Collected data:
══════════════════════════════

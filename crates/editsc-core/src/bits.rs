//! Inclusive bit-range extraction and insertion on 32-bit words.
//!
//! Ranges are written `lowest..=highest`, counted from the least significant
//! bit. Violating `lowest <= highest < 32` is a caller bug and panics.

const WORD_BITS: u32 = u32::BITS;

#[inline]
fn check_range(lowest: u32, highest: u32) {
    assert!(
        lowest <= highest && highest < WORD_BITS,
        "invalid bit range {lowest}..={highest} for a {WORD_BITS}-bit word"
    );
}

/// Mask with the low `width` bits set. `width` is in `1..=32`.
#[inline]
fn low_mask(width: u32) -> u32 {
    u32::MAX >> (WORD_BITS - width)
}

/// Returns bits `lowest..=highest` of `value`, shifted down to bit 0.
///
/// ```
/// use editsc_core::bits::get_bits;
/// assert_eq!(get_bits(0b100110, 2, 5), 0b1001);
/// ```
pub fn get_bits(value: u32, lowest: u32, highest: u32) -> u32 {
    check_range(lowest, highest);
    (value >> lowest) & low_mask(highest - lowest + 1)
}

/// Returns `value` with bits `lowest..=highest` replaced by the low bits of
/// `newvalue`. Bits of `newvalue` beyond the range width are discarded.
///
/// ```
/// use editsc_core::bits::set_bits;
/// assert_eq!(set_bits(0b110011, 2, 5, 0b0110), 0b011011);
/// ```
pub fn set_bits(value: u32, lowest: u32, highest: u32, newvalue: u32) -> u32 {
    check_range(lowest, highest);
    let field = low_mask(highest - lowest + 1) << lowest;
    (value & !field) | ((newvalue << lowest) & field)
}

/// Variant of [`set_bits`] that does not mask `newvalue`.
///
/// Excess high bits of `newvalue` are OR-ed into the word above the range,
/// which is how older editor tooling wrote fields. Only use this when
/// bit-exact agreement with such files matters.
pub fn set_bits_unmasked(value: u32, lowest: u32, highest: u32, newvalue: u32) -> u32 {
    check_range(lowest, highest);
    let field = low_mask(highest - lowest + 1) << lowest;
    (value & !field) | newvalue.wrapping_shl(lowest)
}

#[cfg(test)]
mod tests {
    use super::*;

    #[test]
    fn test_get_bits_examples() {
        assert_eq!(get_bits(0b100110, 2, 5), 0b1001);
        assert_eq!(get_bits(0b1001, 0, 3), 0b1001);
        assert_eq!(get_bits(0b11111001, 0, 3), 0b1001);
    }

    #[test]
    fn test_set_bits_example() {
        assert_eq!(set_bits(0b110011, 2, 5, 0b0110), 0b011011);
    }

    #[test]
    fn test_full_width_range() {
        assert_eq!(get_bits(0xDEAD_BEEF, 0, 31), 0xDEAD_BEEF);
        assert_eq!(set_bits(0x1234_5678, 0, 31, 0xCAFE_BABE), 0xCAFE_BABE);
        assert_eq!(get_bits(0x8000_0000, 31, 31), 1);
    }

    #[test]
    fn test_set_then_get_is_inverse() {
        let values = [0u32, 1, 0x0004_0007, 0xFFFF_FFFF, 0xA5A5_5A5A, 0x8000_0001];
        let inserts = [0u32, 1, 0b1011, 0xFFFF, 0xFFFF_FFFF, 0x1234_5678];
        for &value in &values {
            for lowest in 0..32 {
                for highest in lowest..32 {
                    for &v in &inserts {
                        let width = highest - lowest + 1;
                        let expected = if width == 32 { v } else { v & ((1 << width) - 1) };
                        let result = set_bits(value, lowest, highest, v);
                        assert_eq!(
                            get_bits(result, lowest, highest),
                            expected,
                            "value={value:#x} range={lowest}..={highest} v={v:#x}"
                        );
                    }
                }
            }
        }
    }

    #[test]
    fn test_set_bits_preserves_outside_range() {
        let value = 0xA5A5_5A5A;
        for lowest in 0..32 {
            for highest in lowest..32 {
                let result = set_bits(value, lowest, highest, 0xFFFF_FFFF);
                for bit in (0..32).filter(|b| *b < lowest || *b > highest) {
                    assert_eq!(
                        (result >> bit) & 1,
                        (value >> bit) & 1,
                        "bit {bit} changed for range {lowest}..={highest}"
                    );
                }
            }
        }
    }

    #[test]
    fn test_unmasked_leaks_into_higher_bits() {
        // 0b1_0110 is one bit wider than the 4-bit range at 2..=5
        assert_eq!(set_bits_unmasked(0, 2, 5, 0b1_0110), 0b101_1000);
        assert_eq!(set_bits(0, 2, 5, 0b1_0110), 0b001_1000);
        // Within width both variants agree
        assert_eq!(
            set_bits_unmasked(0b110011, 2, 5, 0b0110),
            set_bits(0b110011, 2, 5, 0b0110)
        );
    }

    #[test]
    #[should_panic(expected = "invalid bit range")]
    fn test_reversed_range_panics() {
        get_bits(0, 5, 2);
    }

    #[test]
    #[should_panic(expected = "invalid bit range")]
    fn test_range_past_word_panics() {
        set_bits(0, 30, 32, 1);
    }
}
use std::borrow::Cow;

/// Forward-only iterator over fixed-size frames of a byte buffer.
///
/// Full frames are borrowed. A short final frame is copied and right-padded
/// with the pad byte up to the frame size.
#[derive(Debug, Clone)]
pub struct Frames<'a> {
    rest: &'a [u8],
    frame_size: usize,
    pad_byte: u8,
}

/// Split `buffer` into frames of exactly `frame_size` bytes.
///
/// # Panics
///
/// Panics if `frame_size` is zero.
pub fn frames(buffer: &[u8], frame_size: usize, pad_byte: u8) -> Frames<'_> {
    assert!(frame_size > 0, "frame size must be non-zero");
    Frames {
        rest: buffer,
        frame_size,
        pad_byte,
    }
}

impl<'a> Frames<'a> {
    /// Whether the final frame will need padding.
    pub fn has_short_tail(&self) -> bool {
        self.rest.len() % self.frame_size != 0
    }
}

impl<'a> Iterator for Frames<'a> {
    type Item = Cow<'a, [u8]>;

    fn next(&mut self) -> Option<Self::Item> {
        if self.rest.is_empty() {
            return None;
        }
        if self.rest.len() >= self.frame_size {
            let (frame, rest) = self.rest.split_at(self.frame_size);
            self.rest = rest;
            return Some(Cow::Borrowed(frame));
        }
        let mut padded = Vec::with_capacity(self.frame_size);
        padded.extend_from_slice(self.rest);
        padded.resize(self.frame_size, self.pad_byte);
        self.rest = &[];
        Some(Cow::Owned(padded))
    }

    fn size_hint(&self) -> (usize, Option<usize>) {
        let n = self.rest.len().div_ceil(self.frame_size);
        (n, Some(n))
    }
}

impl ExactSizeIterator for Frames<'_> {}

impl std::iter::FusedIterator for Frames<'_> {}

══════════════════════════════

EXERCISE
What the answer needs is every line from the data above with "rest" in it.

WORKED SOLUTION
    rest: &'a [u8],
        rest: buffer,
        self.rest.len() % self.frame_size != 0
        if self.rest.is_empty() {
        if self.rest.len() >= self.frame_size {
            let (frame, rest) = self.rest.split_at(self.frame_size);
            self.rest = rest;
        padded.extend_from_slice(self.rest);
        self.rest = &[];
        let n = self.rest.len().div_ceil(self.frame_size);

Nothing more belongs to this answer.